If you've ever flown internationally or a long domestic flight, you know there is a certain schedule to it all. There's the take off: a rush of excitement followed by a "ding" letting the flight attendants everything is going according to plan.
Minutes later there is another ding where the pilot comes on the speakers telling us all it is now ok to turn on electronic devices. If he's a friendly pilot, he'll tell us about the weather at the destination and if he's really good, he'll tell us the route and what we will be passing over. (thank you, friendly pilots!)
A few minutes after that, the fasten seatbelt light turns off, we are told it is "safe to move about the cabin", and we're reminded to keep our seat belts fastened in case of unexpected turbulence.
Then the flight attendants emerge with drink and food carts. I watch them approach each row, handing out diet cokes and cranberry juices. We eat, throw our trash away and then about 2 hours into the flight...all activity ceases. Food service is over, people begin to settle in with a book or an inflight movie or a 6 hour game of bejeweled. They may pop a nyquil and snuggle up to the shoulder of the stranger next to them or begin to blow air into their handy dandy neck pillow. And this, for me, is where the most tortuous part of the plan ride begins. In the nothingness. In the silence.
I have loved the entertainment of the last 2 hours - I can see the action and the flight attendants working hard to meet all of our needs. Their visible work somehow represents to me that the pilots are working hard too. But, when they disappear into their little curtained off area and I see no movement about the cabin, I start to fear. (Irrational, yes...I know...trust me, I know).
When I DON'T see action, I question if anything is happening. I feel a bump along the way and I try to peek ahead through the dark aisles but all I see if a big, securely locked metal door. What is happening behind that door? What are the pilots doing? Are they asleep? Did they feel that bump? If I could just see behind that door...
And that is where we are in the adoption process right now. The "action" has subsided. Our paperwork is all in. Now we wait. In silence. There is nothing more to do. And this is when it is easy for the fear to kick in. This is when my mind starts to wander into the "what if's". What if our paperwork somehow got lost along the away, or accidentally buried underneath a pile of more important paperwork?
When I don't feel the action of the process, I often question if things are still moving.
Ultimately, this whole issue I have about airplanes and paperwork roots back to a fundamental belief about God. Do I trust Him? Do I trust that even when I don't see or if I am not a part of the pieces and parts moving, that pieces and parts are still moving? And not just moving at random, but in His goodness and Divine story for our lives, and for the life of our little girl. Sometimes silence and waiting are a part of the purpose.

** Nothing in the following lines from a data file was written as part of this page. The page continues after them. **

mod common;

use common::{assert_normalized, orchestrator};
use qf_core::Pole;
use qf_engine::{GateRecord, Phase, SingleAxisGate, TwoAxisGate};

#[test]
fn verbs_soft_fail_instead_of_erroring() {
    let mut orch = orchestrator(2, Pole::North, 5);
    assert!(!orch.apply_gate(9, SingleAxisGate::X));
    assert!(!orch.apply_gate_2q(0, 0, TwoAxisGate::Swap));
    assert!(!orch.entangle(1, 1));
    assert!(orch.measure(7).is_empty());
    assert!(!orch.remove_entanglement(0, 1));
    assert!(orch.gate_history(0).is_empty());
    assert_eq!(orch.state().phase(), Phase::Initialized);
}

#[test]
fn entangle_records_hadamard_and_cnot() {
    let mut orch = orchestrator(2, Pole::North, 5);
    assert!(orch.entangle(0, 1));

    let labels: Vec<&str> = orch.gate_history(0).iter().map(|r| r.gate.as_str()).collect();
    assert_eq!(labels, vec!["H", "CNOT"]);
    assert_eq!(
        orch.gate_history(1),
        &[GateRecord {
            gate: "CNOT".into(),
            partner: Some(0),
        }]
    );
    assert!((orch.state().mutual_information(0, 1) - 2.0).abs() < 1e-6);
}

#[test]
fn batch_entangle_counts_successful_pairs() {
    let mut orch = orchestrator(4, Pole::North, 5);
    let linked = orch.batch_entangle(&[(0, 1), (2, 2), (2, 3), (1, 8)]);
    assert_eq!(linked, 2);
    assert!(orch.state().graph().are_linked(2, 3));
    assert_normalized(orch.state());
}

#[test]
fn cluster_state_skips_measured_axes() {
    let mut orch = orchestrator(4, Pole::North, 5);
    assert_eq!(orch.measure(3).get(&3), Some(&Pole::North));

    let links = orch.create_cluster_state(&[0, 3, 1, 2]);

    assert_eq!(links, 2);
    let component = orch.state().graph().component(0);
    assert_eq!(component.into_iter().collect::<Vec<_>>(), vec![0, 1, 2]);
}

#[test]
fn cluster_state_ignores_repeated_axes() {
    let mut orch = orchestrator(3, Pole::North, 5);

    let links = orch.create_cluster_state(&[0, 1, 1, 2]);

    assert_eq!(links, 2);
    assert_eq!(orch.state().graph().edges(), vec![(0, 1), (1, 2)]);
    // CNOT from the first link, then H and CNOT from the second
    assert_eq!(orch.gate_history(1).len(), 3);
}

#[test]
fn measure_collapses_and_later_verbs_are_refused() {
    let mut orch = orchestrator(3, Pole::North, 9);
    assert_eq!(orch.create_cluster_state(&[0, 1, 2]), 2);

    let outcomes = orch.measure(2);

    assert_eq!(outcomes.len(), 3);
    assert_eq!(orch.state().phase(), Phase::Measured);
    assert!(!orch.apply_gate(0, SingleAxisGate::H));
    assert!(orch.measure(0).is_empty());
}

#[test]
fn remove_entanglement_only_edits_the_graph() {
    let mut orch = orchestrator(2, Pole::North, 9);
    assert!(orch.entangle(0, 1));
    let before = orch.state().density().clone();

    assert!(orch.remove_entanglement(1, 0));

    assert!(!orch.state().graph().is_entangled(0));
    assert_eq!(orch.state().density(), &before);
    assert_eq!(orch.measure(0).len(), 1);
}

#[test]
fn reset_clears_history_and_triggers() {
    let mut orch = orchestrator(2, Pole::North, 9);
    assert!(orch.entangle(0, 1));
    assert!(orch.set_measurement_trigger(0, &[1], Pole::South, SingleAxisGate::X));

    orch.reset();

    assert!(orch.gate_history(0).is_empty());
    assert!(orch.triggers().is_empty());
    assert_eq!(orch.state().phase(), Phase::Uninitialized);
    assert!(!orch.apply_gate(0, SingleAxisGate::X));
}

I like things that are seen. Tangible things I can hold in my hands. But, God brings me back to this beautiful and mind-bending truth: "So we fix our eyes not on what is seen, but on what is unseen. For what is seen is temporary, but what is unseen is eternal."
It goes against my nature to sit in row 38F, close my eyes, and rest in the silence of an airplane, trusting that the pilot is working hard on our behalf, even though I may never see him.
And it goes against my nature to sit in my home and find joy with our family of 3, without constantly worrying and wondering if "they" are doing their part to bring our little girl home.
And it goes against my nature to sit in God's presence and rest...and to fix my eyes on the unseen. To trust in His goodness and story He is writing in and through our family's life.
But, it is what He asks of us..and it is for our good. Thank you for sitting in this row with us. For waiting in the silence and holding our hands along the journey. It's a lonely one at times, filled with many more questions than answers. But we are grateful God has given us so many people who encourage us with their words, their prayers, and their financial support. We truly could not do this without you!
So I'm going to try my hardest to sit back and enjoy the ride.
UPDATES:
- Waiting. We are coming upon Russia's big holiday month in January.
- Therefore, referrals really slow down at this time due to holiday schedules. Thankfully, we know that and don't expect to hear much these next couple of months.
PRAYER REQUESTS:
- For our little girl. That she would be loved, cared for, treated uniquely.
- That her orphanage would do something special this month for Christmas and the New Year
- For our hearts as we wait and go through this holiday season with her in our hearts, but not in our home
Until next Monday...love, Kate, Steve & Dima.
Thank you for writing this. I am sitting in the same aisle as you at the moment as I wait for a court date. This part of the journey has proven to be the hardest part for me. Your words brought a lot of comfort to my spirit and I thank you for them.